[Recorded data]
━━━━━━━━━━━━━━━━━━━━━━━━━━━━━━

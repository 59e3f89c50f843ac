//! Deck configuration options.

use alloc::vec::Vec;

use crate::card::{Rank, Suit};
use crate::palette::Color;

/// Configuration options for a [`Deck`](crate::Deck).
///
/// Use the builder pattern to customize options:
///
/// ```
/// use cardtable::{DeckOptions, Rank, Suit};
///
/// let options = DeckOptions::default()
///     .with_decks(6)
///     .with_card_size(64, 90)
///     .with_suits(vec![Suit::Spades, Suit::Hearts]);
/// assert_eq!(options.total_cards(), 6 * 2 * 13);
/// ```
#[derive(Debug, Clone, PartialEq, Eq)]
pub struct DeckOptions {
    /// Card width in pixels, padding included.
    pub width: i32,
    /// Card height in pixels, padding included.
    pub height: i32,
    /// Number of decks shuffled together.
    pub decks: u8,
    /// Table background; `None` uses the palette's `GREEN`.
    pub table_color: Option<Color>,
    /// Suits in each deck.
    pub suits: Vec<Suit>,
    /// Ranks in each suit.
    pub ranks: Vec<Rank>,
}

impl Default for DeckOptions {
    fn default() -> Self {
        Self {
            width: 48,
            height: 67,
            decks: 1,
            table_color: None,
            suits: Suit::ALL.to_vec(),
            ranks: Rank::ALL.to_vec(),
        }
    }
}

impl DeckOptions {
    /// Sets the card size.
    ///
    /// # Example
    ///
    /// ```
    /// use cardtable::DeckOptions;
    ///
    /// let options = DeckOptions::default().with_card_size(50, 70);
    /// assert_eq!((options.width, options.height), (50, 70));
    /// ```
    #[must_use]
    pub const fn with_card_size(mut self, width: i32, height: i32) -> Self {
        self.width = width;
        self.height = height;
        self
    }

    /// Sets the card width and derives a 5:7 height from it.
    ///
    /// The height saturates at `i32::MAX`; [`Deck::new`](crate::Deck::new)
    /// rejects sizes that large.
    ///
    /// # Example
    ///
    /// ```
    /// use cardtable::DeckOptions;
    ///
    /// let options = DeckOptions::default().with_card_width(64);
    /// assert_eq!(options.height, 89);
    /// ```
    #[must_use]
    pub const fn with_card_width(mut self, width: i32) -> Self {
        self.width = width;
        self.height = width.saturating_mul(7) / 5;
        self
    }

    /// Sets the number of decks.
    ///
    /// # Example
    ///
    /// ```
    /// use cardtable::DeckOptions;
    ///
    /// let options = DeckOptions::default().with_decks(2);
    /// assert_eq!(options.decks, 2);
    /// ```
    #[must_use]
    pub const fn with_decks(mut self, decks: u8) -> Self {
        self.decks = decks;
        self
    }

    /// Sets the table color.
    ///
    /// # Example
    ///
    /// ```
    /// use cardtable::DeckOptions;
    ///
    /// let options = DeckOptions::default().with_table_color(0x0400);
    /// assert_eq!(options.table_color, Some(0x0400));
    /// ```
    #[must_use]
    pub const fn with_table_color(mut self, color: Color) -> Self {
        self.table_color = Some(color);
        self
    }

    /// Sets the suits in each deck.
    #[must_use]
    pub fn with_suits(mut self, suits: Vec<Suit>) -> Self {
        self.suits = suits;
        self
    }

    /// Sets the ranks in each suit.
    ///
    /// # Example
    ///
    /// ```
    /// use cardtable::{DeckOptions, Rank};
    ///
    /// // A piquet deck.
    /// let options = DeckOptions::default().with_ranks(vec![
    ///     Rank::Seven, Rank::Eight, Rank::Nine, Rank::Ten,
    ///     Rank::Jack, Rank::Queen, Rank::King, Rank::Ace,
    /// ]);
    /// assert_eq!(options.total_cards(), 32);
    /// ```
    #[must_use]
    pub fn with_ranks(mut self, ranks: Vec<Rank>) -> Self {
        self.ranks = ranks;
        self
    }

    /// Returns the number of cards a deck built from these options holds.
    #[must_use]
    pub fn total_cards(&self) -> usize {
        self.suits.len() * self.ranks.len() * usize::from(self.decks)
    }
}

━━━━━━━━━━━━━━━━━━━━━━━━━━━━━━

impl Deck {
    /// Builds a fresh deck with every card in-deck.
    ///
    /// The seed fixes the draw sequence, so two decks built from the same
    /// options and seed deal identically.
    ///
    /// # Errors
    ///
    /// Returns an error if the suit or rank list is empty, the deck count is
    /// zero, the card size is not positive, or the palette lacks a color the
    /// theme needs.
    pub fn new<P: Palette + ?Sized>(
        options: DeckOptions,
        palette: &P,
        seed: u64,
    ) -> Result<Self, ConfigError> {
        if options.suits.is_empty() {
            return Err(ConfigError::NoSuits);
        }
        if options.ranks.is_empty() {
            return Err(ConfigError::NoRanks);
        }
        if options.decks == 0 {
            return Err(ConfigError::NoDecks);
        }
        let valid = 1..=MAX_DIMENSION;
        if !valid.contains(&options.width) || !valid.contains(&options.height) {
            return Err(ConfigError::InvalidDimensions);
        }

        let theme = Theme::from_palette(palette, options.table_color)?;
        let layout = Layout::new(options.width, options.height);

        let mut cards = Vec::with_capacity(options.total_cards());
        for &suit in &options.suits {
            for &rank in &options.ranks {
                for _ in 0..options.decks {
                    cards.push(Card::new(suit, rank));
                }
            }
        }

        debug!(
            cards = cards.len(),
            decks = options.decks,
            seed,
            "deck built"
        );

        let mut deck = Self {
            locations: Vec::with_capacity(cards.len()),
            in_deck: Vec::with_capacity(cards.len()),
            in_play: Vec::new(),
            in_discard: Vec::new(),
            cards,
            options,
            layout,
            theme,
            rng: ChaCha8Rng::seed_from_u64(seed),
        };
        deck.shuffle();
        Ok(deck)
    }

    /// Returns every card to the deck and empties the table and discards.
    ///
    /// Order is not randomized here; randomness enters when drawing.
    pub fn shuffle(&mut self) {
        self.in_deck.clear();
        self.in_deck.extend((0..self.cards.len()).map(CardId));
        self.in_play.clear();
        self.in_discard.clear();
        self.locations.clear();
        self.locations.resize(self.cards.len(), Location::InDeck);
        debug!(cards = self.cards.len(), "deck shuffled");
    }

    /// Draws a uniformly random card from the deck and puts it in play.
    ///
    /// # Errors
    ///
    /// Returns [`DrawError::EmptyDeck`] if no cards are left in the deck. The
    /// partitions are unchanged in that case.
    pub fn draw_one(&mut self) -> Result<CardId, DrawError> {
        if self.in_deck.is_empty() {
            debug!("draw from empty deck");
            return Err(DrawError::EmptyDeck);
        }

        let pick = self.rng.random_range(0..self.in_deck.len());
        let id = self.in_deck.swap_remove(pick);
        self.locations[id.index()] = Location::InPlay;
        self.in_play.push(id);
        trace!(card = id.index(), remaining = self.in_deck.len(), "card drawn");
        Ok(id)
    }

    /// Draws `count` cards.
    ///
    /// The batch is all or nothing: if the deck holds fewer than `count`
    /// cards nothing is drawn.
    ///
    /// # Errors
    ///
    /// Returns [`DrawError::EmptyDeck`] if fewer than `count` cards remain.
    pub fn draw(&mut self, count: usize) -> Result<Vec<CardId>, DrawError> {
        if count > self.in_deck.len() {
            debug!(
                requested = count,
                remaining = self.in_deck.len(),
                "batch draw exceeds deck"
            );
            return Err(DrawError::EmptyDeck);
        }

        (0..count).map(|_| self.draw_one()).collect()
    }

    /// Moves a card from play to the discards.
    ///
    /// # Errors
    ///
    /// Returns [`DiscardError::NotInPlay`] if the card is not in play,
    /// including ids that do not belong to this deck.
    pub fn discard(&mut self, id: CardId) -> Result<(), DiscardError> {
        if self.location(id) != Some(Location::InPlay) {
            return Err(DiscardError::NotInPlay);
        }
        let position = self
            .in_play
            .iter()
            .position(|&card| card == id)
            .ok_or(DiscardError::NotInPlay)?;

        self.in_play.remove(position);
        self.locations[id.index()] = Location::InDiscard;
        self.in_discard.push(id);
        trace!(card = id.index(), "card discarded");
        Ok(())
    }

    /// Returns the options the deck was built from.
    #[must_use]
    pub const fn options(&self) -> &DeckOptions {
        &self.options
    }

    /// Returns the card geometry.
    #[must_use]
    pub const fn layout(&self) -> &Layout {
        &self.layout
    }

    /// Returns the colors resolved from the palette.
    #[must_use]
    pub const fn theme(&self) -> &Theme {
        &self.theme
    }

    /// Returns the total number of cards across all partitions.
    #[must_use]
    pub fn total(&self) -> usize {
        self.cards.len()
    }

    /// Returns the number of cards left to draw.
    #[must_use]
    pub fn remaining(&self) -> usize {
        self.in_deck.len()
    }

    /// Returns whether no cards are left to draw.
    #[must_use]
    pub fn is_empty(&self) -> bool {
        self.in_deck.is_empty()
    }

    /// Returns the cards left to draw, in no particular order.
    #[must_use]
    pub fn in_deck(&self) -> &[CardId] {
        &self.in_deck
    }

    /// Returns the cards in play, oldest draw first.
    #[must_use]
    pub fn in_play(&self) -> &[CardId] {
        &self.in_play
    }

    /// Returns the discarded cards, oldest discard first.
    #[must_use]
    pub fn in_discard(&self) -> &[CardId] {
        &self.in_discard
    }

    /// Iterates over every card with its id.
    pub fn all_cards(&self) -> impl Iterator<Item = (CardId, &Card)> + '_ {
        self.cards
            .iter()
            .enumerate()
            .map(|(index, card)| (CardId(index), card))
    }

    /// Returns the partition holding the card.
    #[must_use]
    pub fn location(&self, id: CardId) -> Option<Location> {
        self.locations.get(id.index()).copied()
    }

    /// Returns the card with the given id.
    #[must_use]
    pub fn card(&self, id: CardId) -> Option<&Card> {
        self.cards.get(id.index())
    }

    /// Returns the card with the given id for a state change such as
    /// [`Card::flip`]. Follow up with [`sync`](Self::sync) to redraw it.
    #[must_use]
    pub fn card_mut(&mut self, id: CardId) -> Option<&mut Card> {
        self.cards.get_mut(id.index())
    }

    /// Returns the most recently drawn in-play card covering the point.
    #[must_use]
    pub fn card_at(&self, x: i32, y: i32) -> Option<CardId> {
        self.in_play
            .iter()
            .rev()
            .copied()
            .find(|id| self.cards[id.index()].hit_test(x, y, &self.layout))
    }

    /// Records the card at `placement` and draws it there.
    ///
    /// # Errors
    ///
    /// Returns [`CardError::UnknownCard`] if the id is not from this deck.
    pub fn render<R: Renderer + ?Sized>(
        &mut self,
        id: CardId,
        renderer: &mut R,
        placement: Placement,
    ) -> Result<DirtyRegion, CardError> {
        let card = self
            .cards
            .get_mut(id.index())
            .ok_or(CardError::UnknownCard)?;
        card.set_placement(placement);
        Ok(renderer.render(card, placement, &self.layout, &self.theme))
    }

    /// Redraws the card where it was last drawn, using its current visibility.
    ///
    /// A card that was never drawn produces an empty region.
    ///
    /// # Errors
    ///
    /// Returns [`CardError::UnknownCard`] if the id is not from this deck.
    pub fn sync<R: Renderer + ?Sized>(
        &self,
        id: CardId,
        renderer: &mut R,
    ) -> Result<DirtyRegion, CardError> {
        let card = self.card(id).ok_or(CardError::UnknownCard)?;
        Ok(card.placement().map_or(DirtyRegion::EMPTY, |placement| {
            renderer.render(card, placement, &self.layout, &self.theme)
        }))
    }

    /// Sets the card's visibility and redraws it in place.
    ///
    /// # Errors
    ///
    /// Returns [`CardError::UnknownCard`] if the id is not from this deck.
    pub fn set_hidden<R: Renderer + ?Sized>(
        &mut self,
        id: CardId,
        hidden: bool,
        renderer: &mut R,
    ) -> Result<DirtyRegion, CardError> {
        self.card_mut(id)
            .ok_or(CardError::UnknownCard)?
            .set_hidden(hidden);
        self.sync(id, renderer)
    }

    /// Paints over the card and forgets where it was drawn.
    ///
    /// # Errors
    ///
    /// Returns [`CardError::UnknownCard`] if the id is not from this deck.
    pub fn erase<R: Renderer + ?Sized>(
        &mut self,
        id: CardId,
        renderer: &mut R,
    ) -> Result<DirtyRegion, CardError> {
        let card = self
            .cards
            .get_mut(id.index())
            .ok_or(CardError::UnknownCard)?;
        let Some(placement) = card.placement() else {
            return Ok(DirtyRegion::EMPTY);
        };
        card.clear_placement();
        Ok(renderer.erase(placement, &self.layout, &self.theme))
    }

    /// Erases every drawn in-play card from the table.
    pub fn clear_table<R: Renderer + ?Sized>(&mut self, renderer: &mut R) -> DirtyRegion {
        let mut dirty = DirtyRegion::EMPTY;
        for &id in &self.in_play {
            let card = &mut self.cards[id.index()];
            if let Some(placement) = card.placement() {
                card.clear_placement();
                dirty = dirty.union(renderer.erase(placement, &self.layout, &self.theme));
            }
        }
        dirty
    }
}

━━━━━━━━━━━━━━━━━━━━━━━━━━━━━━

_Work request_. Which lines of the records above contain the word "where"? Report each one in full.

_Your solution_.
    /// Redraws the card where it was last drawn, using its current visibility.
    /// Paints over the card and forgets where it was drawn.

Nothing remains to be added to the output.